A Swedish scientist, Magnus Söderlund has caused a worldwide stir by advocating for cannibalism, saying in order to combat the ill effects of climate changes, humans need to start eating each other.
While talking about the Gastro Summit focused on “food on the future” on Swedish TV, Magnus Söderlund said he believes eating human meat, derived from dead bodies, might be able to help save the human race if only a world society were to “awaken the idea.”
Soderlund’s argument for human cannibalism was front and center during a panel talk called “Can You Imagine Eating Human Flesh?” It included such topics as “Is Cannibalism the solution to food sustainability in the future?” and “Are we humans too selfish to live sustainably?”
When asked during the interview, if he personally would try human flesh, Soderlund said he was open to the idea.
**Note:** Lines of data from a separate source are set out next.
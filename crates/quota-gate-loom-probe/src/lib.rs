//! Standalone loom model of the quota gate's two core concurrency claims:
//!
//! 1. An activity counter that reaches zero exactly once, and triggers its
//!    zero-callback exactly once, no matter how releases interleave with the
//!    final `deactivate`-driven release (spec.md §9 "Activity counting vs.
//!    ref-counting").
//! 2. A head-of-queue completion race between the service loop (driven by
//!    `release`) and an explicit `cancel`: whichever one observes the waiter
//!    still linked wins, and the other becomes a no-op (spec.md §4.3.2
//!    "Concurrent release and cancel of the same head context").
//!
//! This crate does not depend on `quota-gate` — it models the same shapes
//! with loom's instrumented primitives so the model checker can explore
//! every interleaving, the way `nebula-storage-loom-probe` models the
//! credential refresh-claim CAS in isolation rather than pulling in the
//! whole storage crate.
#![cfg_attr(not(loom), allow(dead_code))]

#[cfg(loom)]
use loom::sync::Mutex;
#[cfg(loom)]
use loom::sync::atomic::{AtomicI64, AtomicUsize, Ordering};

#[cfg(not(loom))]
use std::sync::Mutex;
#[cfg(not(loom))]
use std::sync::atomic::{AtomicI64, AtomicUsize, Ordering};

use std::sync::Arc;

/// Minimal model of `AsyncContext`'s activity count: increments for every
/// outstanding child, and a `fired` latch that must flip exactly once when
/// the count drops to zero.
pub struct ActivityCounter {
    count: AtomicI64,
    fired: AtomicUsize,
}

impl ActivityCounter {
    #[must_use]
    pub fn new() -> Self {
        Self {
            count: AtomicI64::new(0),
            fired: AtomicUsize::new(0),
        }
    }

    pub fn acquire(&self) {
        self.count.fetch_add(1, Ordering::AcqRel);
    }

    /// Returns `true` if this release is the one that observed zero.
    pub fn release(&self) -> bool {
        let prev = self.count.fetch_sub(1, Ordering::AcqRel);
        prev - 1 == 0
    }

    /// Marks the zero-callback as fired. Returns the previous fired count —
    /// a model assertion fails if this is ever called with a value other
    /// than 0 already observed (i.e. double-fire).
    pub fn mark_fired(&self) -> usize {
        self.fired.fetch_add(1, Ordering::AcqRel)
    }
}

impl Default for ActivityCounter {
    fn default() -> Self {
        Self::new()
    }
}

/// Minimal model of a single head-of-queue waiter: `linked` models presence
/// in the gate's waiter list; whichever of `try_complete_from_service` /
/// `try_complete_from_cancel` observes `linked == true` and flips it to
/// `false` wins, modeling spec.md's "cancel wins only if it observes the
/// context still linked" rule.
pub struct Waiter {
    linked: Mutex<bool>,
    completions: AtomicUsize,
}

impl Waiter {
    #[must_use]
    pub fn new() -> Self {
        Self {
            linked: Mutex::new(true),
            completions: AtomicUsize::new(0),
        }
    }

    /// Returns `true` if this call won the race and should run the
    /// completion (Success from service, or Cancelled from cancel).
    fn try_unlink(&self) -> bool {
        let mut linked = self.linked.lock().unwrap();
        if *linked {
            *linked = false;
            true
        } else {
            false
        }
    }

    pub fn try_complete_from_service(&self) -> bool {
        if self.try_unlink() {
            self.completions.fetch_add(1, Ordering::AcqRel);
            true
        } else {
            false
        }
    }

    pub fn try_complete_from_cancel(&self) -> bool {
        if self.try_unlink() {
            self.completions.fetch_add(1, Ordering::AcqRel);
            true
        } else {
            false
        }
    }

    pub fn completions(&self) -> usize {
        self.completions.load(Ordering::Acquire)
    }
}

impl Default for Waiter {
    fn default() -> Self {
        Self::new()
    }
}

#[cfg(all(test, loom))]
mod loom_tests {
    use super::*;
    use loom::thread;

    #[test]
    fn activity_counter_fires_exactly_once() {
        loom::model(|| {
            let counter = Arc::new(ActivityCounter::new());
            counter.acquire();
            counter.acquire();

            let fired_count = Arc::new(AtomicUsize::new(0));

            let threads: Vec<_> = (0..2)
                .map(|_| {
                    let counter = Arc::clone(&counter);
                    let fired_count = Arc::clone(&fired_count);
                    thread::spawn(move || {
                        if counter.release() {
                            fired_count.fetch_add(1, Ordering::AcqRel);
                            counter.mark_fired();
                        }
                    })
                })
                .collect();

            for t in threads {
                t.join().unwrap();
            }

            assert_eq!(fired_count.load(Ordering::Acquire), 1);
        });
    }

    #[test]
    fn head_of_queue_race_has_exactly_one_winner() {
        loom::model(|| {
            let waiter = Arc::new(Waiter::new());

            let service = {
                let waiter = Arc::clone(&waiter);
                thread::spawn(move || waiter.try_complete_from_service())
            };
            let cancel = {
                let waiter = Arc::clone(&waiter);
                thread::spawn(move || waiter.try_complete_from_cancel())
            };

            let service_won = service.join().unwrap();
            let cancel_won = cancel.join().unwrap();

            assert_ne!(service_won, cancel_won, "exactly one side must win the race");
            assert_eq!(waiter.completions(), 1);
        });
    }
}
“I feel somewhat hesitant but to not appear overly conservative … I’d have to say … I’d be open to at least tasting it,” he told Sweden’s TV4.
After Söderlund’s presentation, 8% of the audience raised their hands when asked if they would be willing to try human flesh.
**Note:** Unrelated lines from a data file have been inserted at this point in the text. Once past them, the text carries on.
impl QuotaGate {
    /// Instantiates a gate in the `Created` state.
    ///
    /// The original `KQuotaGate::Create` factory takes no quanta parameter
    /// at all — only `Activate` sets `FreeQuanta`. `initial_free_quanta` is
    /// accepted here to keep the public signature this crate's contract
    /// names, but it has no effect on gate state; the value passed to
    /// [`QuotaGate::activate`] is authoritative (see DESIGN.md).
    #[must_use]
    pub fn create(initial_free_quanta: u64) -> Self {
        let _ = initial_free_quanta;
        Self {
            inner: Arc::new(GateInner {
                activation_ctx: Arc::new(AsyncContext::new()),
                activity: ActivityCounter::new(),
                state: Mutex::new(GateState {
                    free_quanta: 0,
                    is_active: false,
                    version: 0,
                    waiter_list: VecDeque::new(),
                }),
            }),
        }
    }

    /// Transitions `Created` → `Activated`. `parent`/`callback` form the
    /// activation's outer async context: the callback fires only once the
    /// gate has fully deactivated, not on activation itself.
    #[tracing::instrument(skip(self, parent, callback), level = "debug")]
    pub fn activate(
        &self,
        initial_free_quanta: u64,
        parent: Option<Arc<AsyncContext>>,
        callback: Option<CompletionCallback>,
    ) -> GateResult<()> {
        self.inner.activation_ctx.start(parent, callback)?;
        {
            let mut state = self.inner.state.lock();
            state.free_quanta = initial_free_quanta;
            state.is_active = true;
        }
        // The gate's self-reference in activity_count, preventing premature
        // teardown while active (spec.md §3.2 invariant).
        self.inner.activity.acquire();
        info!(initial_free_quanta, "gate activated");
        Ok(())
    }

    /// Awaitable sugar over [`QuotaGate::activate`] — the activate call
    /// itself never suspends (it either succeeds or fails synchronously);
    /// this exists purely so callers composing with other awaitables don't
    /// need a sync/async split, matching the source's `KCoQuotaGate`.
    pub async fn activate_async(&self, initial_free_quanta: u64) -> GateResult<()> {
        self.activate(initial_free_quanta, None, None)
    }

    /// Legal only while `Activated`; records `owner_version`. The returned
    /// context starts `Initialized`.
    pub fn create_acquire_context(&self) -> GateResult<AcquireContext> {
        let state = self.inner.state.lock();
        if !state.is_active {
            return Err(GateError::InvalidState(Status::InvalidState));
        }
        let owner_version = state.version;
        drop(state);
        Ok(AcquireContext {
            ctx: Arc::new(AsyncContext::new()),
            gate: Arc::clone(&self.inner),
            owner_version,
        })
    }

    /// Like [`QuotaGate::create_acquire_context`], but draws the underlying
    /// [`AsyncContext`] from `pool` instead of allocating a fresh `Arc` every
    /// time — the high-rate path spec.md §4.1/§9 calls out as the pooled
    /// allocator's principal use case. A pool miss surfaces as
    /// [`Status::ResourceExhausted`] through [`GateError::ResourceExhausted`]
    /// (spec.md §7 "Allocator failure ... surfaces ... through
    /// `create_acquire_context`"), leaving the gate's own state untouched.
    pub fn create_acquire_context_pooled(
        &self,
        pool: &PooledAllocator<Arc<AsyncContext>>,
    ) -> GateResult<AcquireContext> {
        let state = self.inner.state.lock();
        if !state.is_active {
            return Err(GateError::InvalidState(Status::InvalidState));
        }
        let owner_version = state.version;
        drop(state);
        let ctx = pool.allocate()?;
        Ok(AcquireContext {
            ctx,
            gate: Arc::clone(&self.inner),
            owner_version,
        })
    }

    /// Legal while `Activated`. `n` may be zero (a no-op release, useful
    /// purely as a wake to re-run the service loop). Releasing more than
    /// was ever acquired is permitted; the gate tracks no ceiling.
    #[tracing::instrument(skip(self), level = "debug")]
    pub fn release(&self, n: u64) {
        let ready = {
            let mut state = self.inner.state.lock();
            // Saturate rather than risk silent wraparound on repeated huge
            // releases (spec.md §4.3.2 "Overflow"); `release_quanta` must
            // never fail per spec.md §4.3.3.
            state.free_quanta = state.free_quanta.saturating_add(n);
            drain_ready_locked(&mut state)
        };
        let granted = ready.len();
        self.inner.complete_many(ready, Status::Success);
        debug!(n, granted, "released quanta");
    }

    /// Advisory read — may be stale the instant it returns.
    #[must_use]
    pub fn get_free_quanta(&self) -> u64 {
        self.inner.state.lock().free_quanta
    }

    /// Transitions `Activated` → `Deactivating` → `Deactivated`. Idempotent:
    /// a gate that is not active is left untouched. Every queued acquirer
    /// is detached under the lock and completed with `ShutdownPending`
    /// *outside* it, then the gate's own self-reference is released; when
    /// activity reaches zero the activation callback fires.
    #[tracing::instrument(skip(self), level = "debug")]
    pub fn deactivate(&self) {
        let drained: Vec<QueuedAcquire> = {
            let mut state = self.inner.state.lock();
            if !state.is_active {
                trace!("deactivate on an already-inactive gate, no-op");
                return;
            }
            state.is_active = false;
            state.version += 1;
            std::mem::take(&mut state.waiter_list).into_iter().collect()
        };

        let drained_count = drained.len();
        self.inner.complete_many(drained, Status::ShutdownPending);

        if self.inner.activity.release() {
            self.inner.activation_ctx.complete(Status::Success);
        }
        warn!(drained_count, "gate deactivated");
    }

    /// Awaitable sugar: deactivates, then awaits the activation context's
    /// completion (fired once every drained waiter and the gate's own
    /// self-reference have released), mirroring `KCoQuotaGate::DeactivateAsync`.
    pub async fn deactivate_async(&self) -> Status {
        self.deactivate();
        self.inner.activation_ctx.join().await
    }

    /// One-shot awaitable acquire: creates a context, starts the acquire,
    /// and resolves with its terminal status. Convenience wrapper — callers
    /// needing to hold onto the context for an explicit `cancel()` should
    /// use [`QuotaGate::create_acquire_context`] directly.
    pub async fn acquire(&self, desired: u64) -> GateResult<Status> {
        let ctx = self.create_acquire_context()?;
        ctx.acquire(desired).await
    }

    /// Legal only after `Deactivated`. Resets `free_quanta` to zero and
    /// requires `waiter_list` to already be empty (guaranteed by
    /// `deactivate`'s drain). `version` is not incremented again here —
    /// `deactivate` already advanced it exactly once for this cycle.
    pub fn reuse(&self) -> GateResult<()> {
        let mut state = self.inner.state.lock();
        if state.is_active {
            return Err(GateError::InvalidState(Status::InvalidState));
        }
        if !state.waiter_list.is_empty() {
            return Err(GateError::InvalidState(Status::InvalidState));
        }
        state.free_quanta = 0;
        drop(state);
        self.inner.activation_ctx.reuse()?;
        trace!("gate reused");
        Ok(())
    }
}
The behavioral scientist and marketing strategist from the Stockholm School of Economics also suggested more plausible options such as eating pets and insects.
Before human meat becomes the next cuisine trend, history shows there are potential health risks to cannibalism.
A tribe in Papua New Guinea practiced eating their dead as an alternative to allowing them to be consumed by worms.
The cultural practice led to an epidemic of a disease called Kuru, also known as laughing death.
According to the US National Library of Medicine, the disease is caused by an infectious protein found in contaminated human brain tissue. The practice of cannibalism among the people of New Guinea came to an end in 1960.